What to work on
Please copy every line with the string "other" from the entries below.

Recorded information
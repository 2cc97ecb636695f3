//! Period units, bucket keys and their text labels.

use chrono::{Datelike, Duration, NaiveDate};
use std::fmt;
use std::str::FromStr;

use super::error::SectorcapError;

/// Bucket granularity selected by the user.
#[derive(Debug, Clone, Copy, PartialEq, Eq, PartialOrd, Ord, Hash)]
pub enum PeriodUnit {
    Year,
    Month,
    Week,
    Day,
}

impl PeriodUnit {
    pub const ALL: [PeriodUnit; 4] = [
        PeriodUnit::Year,
        PeriodUnit::Month,
        PeriodUnit::Week,
        PeriodUnit::Day,
    ];

    pub fn as_str(&self) -> &'static str {
        match self {
            PeriodUnit::Year => "year",
            PeriodUnit::Month => "month",
            PeriodUnit::Week => "week",
            PeriodUnit::Day => "day",
        }
    }

    /// Key of the bucket containing `date`.
    pub fn key_for(self, date: NaiveDate) -> PeriodKey {
        let start = match self {
            PeriodUnit::Year => NaiveDate::from_ymd_opt(date.year(), 1, 1).unwrap_or(date),
            PeriodUnit::Month => date.with_day(1).unwrap_or(date),
            PeriodUnit::Week => {
                date - Duration::days(date.weekday().num_days_from_monday() as i64)
            }
            PeriodUnit::Day => date,
        };
        PeriodKey { unit: self, start }
    }
}

impl fmt::Display for PeriodUnit {
    fn fmt(&self, f: &mut fmt::Formatter<'_>) -> fmt::Result {
        f.write_str(self.as_str())
    }
}

impl FromStr for PeriodUnit {
    type Err = SectorcapError;

    fn from_str(s: &str) -> Result<Self, Self::Err> {
        match s.trim().to_lowercase().as_str() {
            "year" | "y" => Ok(PeriodUnit::Year),
            "month" | "m" => Ok(PeriodUnit::Month),
            "week" | "w" => Ok(PeriodUnit::Week),
            "day" | "d" => Ok(PeriodUnit::Day),
            other => Err(SectorcapError::selection(
                "period",
                format!("unknown unit '{other}' (expected year, month, week or day)"),
            )),
        }
    }
}

/// How a period is written out.
#[derive(Debug, Clone, Copy, PartialEq, Eq)]
pub enum LabelStyle {
    /// Tables and transition labels: weeks show their full span.
    Table,
    /// Chart x-axis: weeks show their first day only.
    ChartIndex,
}

/// A period bucket identified by its unit and first calendar day.
///
/// Keys of the same unit order chronologically.
#[derive(Debug, Clone, Copy, PartialEq, Eq, PartialOrd, Ord, Hash)]
pub struct PeriodKey {
    pub unit: PeriodUnit,
    pub start: NaiveDate,
}

impl PeriodKey {
    /// Last calendar day inside the bucket.
    pub fn end(&self) -> NaiveDate {
        match self.unit {
            PeriodUnit::Year => NaiveDate::from_ymd_opt(self.start.year(), 12, 31)
                .unwrap_or(self.start),
            PeriodUnit::Month => {
                let (y, m) = if self.start.month() == 12 {
                    (self.start.year() + 1, 1)
                } else {
                    (self.start.year(), self.start.month() + 1)
                };
                NaiveDate::from_ymd_opt(y, m, 1)
                    .and_then(|d| d.pred_opt())
                    .unwrap_or(self.start)
            }
            PeriodUnit::Week => self.start + Duration::days(6),
            PeriodUnit::Day => self.start,
        }
    }

    pub fn label(&self, style: LabelStyle) -> String {
        match (self.unit, style) {
            (PeriodUnit::Year, _) => format!("{}", self.start.year()),
            (PeriodUnit::Month, _) => self.start.format("%Y-%m").to_string(),
            (PeriodUnit::Week, LabelStyle::Table) => format!(
                "{}/{}",
                self.start.format("%Y-%m-%d"),
                self.end().format("%Y-%m-%d")
            ),
            (PeriodUnit::Week, LabelStyle::ChartIndex) | (PeriodUnit::Day, _) => {
                self.start.format("%Y-%m-%d").to_string()
            }
        }
    }
}

impl fmt::Display for PeriodKey {
    fn fmt(&self, f: &mut fmt::Formatter<'_>) -> fmt::Result {
        f.write_str(&self.label(LabelStyle::Table))
    }
}

/// Recover the first day of a period from any label produced by
/// [`PeriodKey::label`]. Returns `None` for text that is not a period.
pub fn parse_period_label(label: &str) -> Option<NaiveDate> {
    let label = label.trim();
    if let Some((left, _)) = label.split_once('/') {
        return parse_period_label(left);
    }
    if let Ok(d) = NaiveDate::parse_from_str(label, "%Y-%m-%d") {
        return Some(d);
    }
    if label.len() == 7 {
        if let Ok(d) = NaiveDate::parse_from_str(&format!("{label}-01"), "%Y-%m-%d") {
            return Some(d);
        }
    }
    if label.len() == 4 && label.bytes().all(|b| b.is_ascii_digit()) {
        let year: i32 = label.parse().ok()?;
        return NaiveDate::from_ymd_opt(year, 1, 1);
    }
    None
}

Response box
            other => Err(SectorcapError::selection(
                format!("unknown unit '{other}' (expected year, month, week or day)"),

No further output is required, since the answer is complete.